The other writer, five years younger, was Samuil Marshak (3 November [O.S. 22 October] 1887 – 4 July 1964). He was especially known for his Shakespeare translations—his versions of the sonnets being particularly admired—and children’s stories and poems. Born into a Jewish family in Voronezh, he began writing poetry as a child. When the family moved to Saint Petersburg, that is, outside the Pale of Settlement, where Jews were disallowed from taking permanent residence, Samuil could not legally attend school until the influential and powerful critic Vladimir Stasov, impressed with the boy’s gifts, arranged to have him admitted. Beyond that, Stasov introduced him to Maxim Gorky and Feodor Chaliapin, both of whom would prove to be Marshak’s benefactors. They paid for his education, and when Marshak fell ill with tuberculosis in 1904, Gorky found a place in Yalta for the young writer to live. In that same year, Marshak’s first published work appeared in the magazine Jewish Life. He went to England in 1912 to study philosophy and fell in love with English poetry, promptly preparing translations of Blake, Robert Burns, and Wordsworth. These were published in Russia. His interest in children’s literature developed a bit later. His little daughter died in 1915, and in 1920 he was placed in charge of orphanages in Ekaterinodar province. There he was instrumental in helping create a Children’s Town that included a theater, for which he wrote plays, a library, and studios. His translation of Shakespeare’s sonnets appeared in 1948, and many song settings by composers such as Dmitry Kabalevsky followed. Marshak’s siblings Ilya (1896-1953) and Liya (1901-1964) were also Soviet authors. (Another children’s author, Gyo Fujikawa, is featured below.)

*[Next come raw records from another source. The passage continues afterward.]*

//! Configuration file loading and discovery.
//!
//! Supports loading configuration from YAML files with automatic discovery.

use super::types::AppConfig;
use crate::reports::ReportFormat;
use std::path::{Path, PathBuf};

// ============================================================================
// Configuration File Discovery
// ============================================================================

/// Standard config file names to search for, in priority order.
pub const CONFIG_FILE_NAMES: &[&str] = &[
    ".jsondiff.yaml",
    ".jsondiff.yml",
    "jsondiff.yaml",
    "jsondiff.yml",
    ".jsondiffrc",
];

/// Discover a config file by searching standard locations.
///
/// Search order:
/// 1. Explicit path if provided
/// 2. Current directory
/// 3. Git repository root (if in a repo)
/// 4. User config directory (~/.config/jsondiff/)
/// 5. Home directory
#[must_use]
pub fn discover_config_file(explicit_path: Option<&Path>) -> Option<PathBuf> {
    if let Some(path) = explicit_path {
        if path.exists() {
            return Some(path.to_path_buf());
        }
    }

    let cwd = std::env::current_dir().ok();
    if let Some(path) = cwd.as_deref().and_then(find_config_in_dir) {
        return Some(path);
    }

    if let Some(path) = find_git_root().and_then(|root| find_config_in_dir(&root)) {
        return Some(path);
    }

    if let Some(path) = dirs::config_dir().and_then(|dir| find_config_in_dir(&dir.join("jsondiff"))) {
        return Some(path);
    }

    dirs::home_dir().and_then(|home| find_config_in_dir(&home))
}

/// Find a config file in a specific directory.
fn find_config_in_dir(dir: &Path) -> Option<PathBuf> {
    CONFIG_FILE_NAMES
        .iter()
        .map(|name| dir.join(name))
        .find(|path| path.exists())
}

/// Find the git repository root by walking up the directory tree.
fn find_git_root() -> Option<PathBuf> {
    let cwd = std::env::current_dir().ok()?;
    cwd.ancestors()
        .find(|dir| dir.join(".git").exists())
        .map(Path::to_path_buf)
}

// ============================================================================
// Configuration File Loading
// ============================================================================

/// Error type for config file operations.
#[derive(Debug)]
pub enum ConfigFileError {
    /// File not found
    NotFound(PathBuf),
    /// IO error reading file
    Io(std::io::Error),
    /// YAML parsing error
    Parse(serde_yaml::Error),
}

impl std::fmt::Display for ConfigFileError {
    fn fmt(&self, f: &mut std::fmt::Formatter<'_>) -> std::fmt::Result {
        match self {
            Self::NotFound(path) => {
                write!(f, "Config file not found: {}", path.display())
            }
            Self::Io(e) => write!(f, "Failed to read config file: {e}"),
            Self::Parse(e) => write!(f, "Failed to parse config file: {e}"),
        }
    }
}

impl std::error::Error for ConfigFileError {
    fn source(&self) -> Option<&(dyn std::error::Error + 'static)> {
        match self {
            Self::NotFound(_) => None,
            Self::Io(e) => Some(e),
            Self::Parse(e) => Some(e),
        }
    }
}

impl From<std::io::Error> for ConfigFileError {
    fn from(err: std::io::Error) -> Self {
        Self::Io(err)
    }
}

impl From<serde_yaml::Error> for ConfigFileError {
    fn from(err: serde_yaml::Error) -> Self {
        Self::Parse(err)
    }
}

/// Load an `AppConfig` from a YAML file.
pub fn load_config_file(path: &Path) -> Result<AppConfig, ConfigFileError> {
    if !path.exists() {
        return Err(ConfigFileError::NotFound(path.to_path_buf()));
    }

    let content = std::fs::read_to_string(path)?;
    let config: AppConfig = serde_yaml::from_str(&content)?;
    Ok(config)
}

/// Load config from discovered file, or return default.
#[must_use]
pub fn load_or_default(explicit_path: Option<&Path>) -> (AppConfig, Option<PathBuf>) {
    discover_config_file(explicit_path).map_or_else(
        || (AppConfig::default(), None),
        |path| match load_config_file(&path) {
            Ok(config) => (config, Some(path)),
            Err(e) => {
                tracing::warn!("Failed to load config from {}: {}", path.display(), e);
                (AppConfig::default(), None)
            }
        },
    )
}

// ============================================================================
// Configuration Merging
// ============================================================================

impl AppConfig {
    /// Merge another config into this one, with `other` taking precedence.
    ///
    /// Fields of `other` left at their defaults do not override.
    pub fn merge(&mut self, other: &Self) {
        if other.matching.order_sensitive {
            self.matching.order_sensitive = true;
        }
        if other.matching.preset != "balanced" {
            self.matching.preset.clone_from(&other.matching.preset);
        }
        if other.matching.threshold.is_some() {
            self.matching.threshold = other.matching.threshold;
        }
        if other.matching.assignment != crate::matching::AssignmentMethod::Greedy {
            self.matching.assignment = other.matching.assignment;
        }
        if other.matching.descend_saturated_matches {
            self.matching.descend_saturated_matches = true;
        }
        if other.matching.max_depth.is_some() {
            self.matching.max_depth = other.matching.max_depth;
        }

        if other.output.format != ReportFormat::Auto {
            self.output.format = other.output.format;
        }
        if other.output.file.is_some() {
            self.output.file.clone_from(&other.output.file);
        }
        if other.output.no_color {
            self.output.no_color = true;
        }
        if !other.output.pretty {
            self.output.pretty = false;
        }

        if other.filtering.only_changes {
            self.filtering.only_changes = true;
        }
        if other.filtering.min_severity.is_some() {
            self.filtering.min_severity = other.filtering.min_severity;
        }

        if other.behavior.fail_on_change {
            self.behavior.fail_on_change = true;
        }
        if other.behavior.fail_on_critical {
            self.behavior.fail_on_critical = true;
        }
        if other.behavior.quiet {
            self.behavior.quiet = true;
        }
    }

    /// Load from file and merge with CLI overrides.
    #[must_use]
    pub fn from_file_with_overrides(
        config_path: Option<&Path>,
        cli_overrides: &Self,
    ) -> (Self, Option<PathBuf>) {
        let (mut config, loaded_from) = load_or_default(config_path);
        config.merge(cli_overrides);
        (config, loaded_from)
    }
}

// ============================================================================
// Example Config Generation
// ============================================================================

/// Generate an example config file content.
#[must_use]
pub fn generate_example_config() -> String {
    let example = AppConfig::default();
    format!(
        r"# JSON Diff Configuration
# Place this file at .jsondiff.yaml in your project root or ~/.config/jsondiff/

{}
",
        serde_yaml::to_string(&example).unwrap_or_default()
    )
}

/// Generate a commented example config with all options.
#[must_use]
pub fn generate_full_example_config() -> String {
    r"# JSON Diff Configuration File
# ============================
#
# This file configures jsondiff behavior. Place it at:
#   - .jsondiff.yaml in your project root
#   - ~/.config/jsondiff/jsondiff.yaml for global config
#
# CLI arguments always override file settings.

# Matching configuration
matching:
  # Compare arrays index by index instead of pairing elements by content
  order_sensitive: false
  # Preset: strict, balanced, lenient
  preset: balanced
  # Custom acceptance threshold (0.0-1.0), overrides preset
  # threshold: 0.8
  # Array pairing: greedy (first best candidate) or optimal (maximum total similarity)
  assignment: greedy
  # Report differences inside pairs whose similarity saturates at 1.0
  descend_saturated_matches: false
  # Fail when documents nest deeper than this
  # max_depth: 256

# Output configuration
output:
  # Format: auto, json, summary
  format: auto
  # Output file path (omit for stdout)
  # file: report.json
  # Disable colored output
  no_color: false
  # Pretty-print JSON reports
  pretty: true

# Filtering options
filtering:
  # Write nothing when the documents are identical
  only_changes: false
  # Minimum severity filter: critical, high, medium, low
  # min_severity: high

# Behavior flags
behavior:
  # Exit with code 1 if any difference is reported
  fail_on_change: false
  # Exit with code 2 if a critical difference is reported
  fail_on_critical: false
  # Suppress non-essential output
  quiet: false
"
    .to_string()
}

// ============================================================================
// Tests
// ============================================================================
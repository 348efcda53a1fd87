//! Unified error types for jsondiff-tools.
//!
//! The comparison engine itself is total: it only fails when a caller asks
//! for a guarded traversal or hands it an invalid configuration. Everything
//! else here covers the edges (reading documents, parsing, configuration).

use std::path::PathBuf;
use thiserror::Error;

/// Main error type for jsondiff-tools operations.
#[derive(Error, Debug)]
#[non_exhaustive]
pub enum JsonDiffError {
    /// Errors while turning input text into a JSON value
    #[error("Failed to parse JSON: {context}")]
    Parse {
        context: String,
        #[source]
        source: ParseErrorKind,
    },

    /// Errors during comparison
    #[error("Comparison failed: {context}")]
    Diff {
        context: String,
        #[source]
        source: DiffErrorKind,
    },

    /// IO errors with context
    #[error("IO error at {path:?}: {message}")]
    Io {
        path: Option<PathBuf>,
        message: String,
        #[source]
        source: std::io::Error,
    },

    /// Configuration errors
    #[error("Invalid configuration: {0}")]
    Config(String),

    /// Validation errors
    #[error("Validation failed: {0}")]
    Validation(String),
}

/// Specific parse error kinds
#[derive(Error, Debug)]
#[non_exhaustive]
pub enum ParseErrorKind {
    #[error("Input is empty")]
    EmptyInput,

    #[error("Invalid JSON at line {line}, column {column}: {message}")]
    InvalidJson {
        line: usize,
        column: usize,
        message: String,
    },
}

/// Specific diff error kinds
#[derive(Error, Debug)]
#[non_exhaustive]
pub enum DiffErrorKind {
    #[error("Nesting depth {depth} exceeds the configured limit of {limit} at '{path}'")]
    DepthLimitExceeded {
        depth: usize,
        limit: usize,
        path: String,
    },

    #[error("Invalid threshold value for {name}: {value} (must be 0.0-1.0)")]
    InvalidThreshold { name: &'static str, value: f64 },
}

// ============================================================================
// Result type alias
// ============================================================================

/// Convenient Result type for jsondiff-tools operations
pub type Result<T> = std::result::Result<T, JsonDiffError>;

// ============================================================================
// Error construction helpers
// ============================================================================

impl JsonDiffError {
    /// Create a parse error with context
    pub fn parse(context: impl Into<String>, source: ParseErrorKind) -> Self {
        Self::Parse {
            context: context.into(),
            source,
        }
    }

    /// Create a parse error for empty input
    pub fn empty_input(origin: impl Into<String>) -> Self {
        Self::parse(format!("in {}", origin.into()), ParseErrorKind::EmptyInput)
    }

    /// Create an IO error with path context
    pub fn io(path: impl Into<PathBuf>, source: std::io::Error) -> Self {
        let path = path.into();
        let message = format!("{source}");
        Self::Io {
            path: Some(path),
            message,
            source,
        }
    }

    /// Create a diff error
    pub fn diff(context: impl Into<String>, source: DiffErrorKind) -> Self {
        Self::Diff {
            context: context.into(),
            source,
        }
    }

    /// Create a depth-limit error for the value at `path`
    pub fn depth_limit(depth: usize, limit: usize, path: impl Into<String>) -> Self {
        Self::diff(
            "traversal aborted",
            DiffErrorKind::DepthLimitExceeded {
                depth,
                limit,
                path: path.into(),
            },
        )
    }

    /// Create a validation error
    pub fn validation(message: impl Into<String>) -> Self {
        Self::Validation(message.into())
    }

    /// Create a config error
    pub fn config(message: impl Into<String>) -> Self {
        Self::Config(message.into())
    }
}

// ============================================================================
// Conversions from existing error types
// ============================================================================

impl From<std::io::Error> for JsonDiffError {
    fn from(err: std::io::Error) -> Self {
        Self::Io {
            path: None,
            message: format!("{err}"),
            source: err,
        }
    }
}

impl From<serde_json::Error> for JsonDiffError {
    fn from(err: serde_json::Error) -> Self {
        Self::parse(
            "JSON deserialization",
            ParseErrorKind::InvalidJson {
                line: err.line(),
                column: err.column(),
                message: err.to_string(),
            },
        )
    }
}

// ============================================================================
// Error context extension trait
// ============================================================================

/// Extension trait for adding context to errors.
///
/// Context strings are chained, so the final message reads outermost first:
///
/// ```ignore
/// use jsondiff_tools::error::ErrorContext;
///
/// fn load(path: &Path) -> Result<Value> {
///     let text = std::fs::read_to_string(path).context("reading left document")?;
///     parse_json_str(&text).with_context(|| format!("parsing {}", path.display()))
/// }
/// ```
pub trait ErrorContext<T> {
    /// Add context to an error.
    fn context(self, context: impl Into<String>) -> Result<T>;

    /// Add context from a closure, evaluated only on error.
    fn with_context<F, C>(self, f: F) -> Result<T>
    where
        F: FnOnce() -> C,
        C: Into<String>;
}

impl<T, E: Into<JsonDiffError>> ErrorContext<T> for std::result::Result<T, E> {
    fn context(self, context: impl Into<String>) -> Result<T> {
        let ctx: String = context.into();
        self.map_err(|e| add_context_to_error(e.into(), &ctx))
    }

    fn with_context<F, C>(self, f: F) -> Result<T>
    where
        F: FnOnce() -> C,
        C: Into<String>,
    {
        self.map_err(|e| {
            let ctx: String = f().into();
            add_context_to_error(e.into(), &ctx)
        })
    }
}

/// Add context to an error, chaining with any existing context.
fn add_context_to_error(err: JsonDiffError, new_ctx: &str) -> JsonDiffError {
    match err {
        JsonDiffError::Parse {
            context: existing,
            source,
        } => JsonDiffError::Parse {
            context: chain_context(new_ctx, &existing),
            source,
        },
        JsonDiffError::Diff {
            context: existing,
            source,
        } => JsonDiffError::Diff {
            context: chain_context(new_ctx, &existing),
            source,
        },
        JsonDiffError::Io {
            path,
            message,
            source,
        } => JsonDiffError::Io {
            path,
            message: chain_context(new_ctx, &message),
            source,
        },
        JsonDiffError::Config(msg) => JsonDiffError::Config(chain_context(new_ctx, &msg)),
        JsonDiffError::Validation(msg) => JsonDiffError::Validation(chain_context(new_ctx, &msg)),
    }
}

/// Chain two context strings together as "`new`: `existing`".
fn chain_context(new: &str, existing: &str) -> String {
    if existing.is_empty() {
        new.to_string()
    } else {
        format!("{new}: {existing}")
    }
}

/// Extension trait for Option types to convert to errors with context.
pub trait OptionContext<T> {
    /// Convert None to a validation error with the given context.
    fn context_none(self, context: impl Into<String>) -> Result<T>;

    /// Convert None to a validation error with context from a closure.
    fn with_context_none<F, C>(self, f: F) -> Result<T>
    where
        F: FnOnce() -> C,
        C: Into<String>;
}

impl<T> OptionContext<T> for Option<T> {
    fn context_none(self, context: impl Into<String>) -> Result<T> {
        self.ok_or_else(|| JsonDiffError::Validation(context.into()))
    }

    fn with_context_none<F, C>(self, f: F) -> Result<T>
    where
        F: FnOnce() -> C,
        C: Into<String>,
    {
        self.ok_or_else(|| JsonDiffError::Validation(f().into()))
    }
}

Gustaf Tenggren (November 3, 1896 – April 9, 1970) was one of Disney Studios’ chief illustrators from the 1930s. Born in Sweden, he came to America in 1920, at first joining his sister in Cleveland before moving on to New York in 1922. By the next year he was working as a children’s book illustrator. Walt Disney Productions hired him in 1936, and he had a leading hand in such films as Snow White and the Seven Dwarfs, Fantasia, Bambi, and Pinocchio. Of the multitude of Disney stamps from around the world I selected a Snow White minisheet from Benin.

Henri Pensis (1900 – 1 June 1958) founded the Luxembourg Philharmonic Orchestra in 1933 and conducted the orchestra until he moved to the US in 1940. Here he was conductor of the New Jersey Philharmonic and the Sioux City Symphony during the war. He also composed some orchestral pieces, a few popular songs, and a musical called Nockes an Nackes. The stamp was issued by Luxembourg in 2008 for the fiftieth anniversary of Pensis’s death.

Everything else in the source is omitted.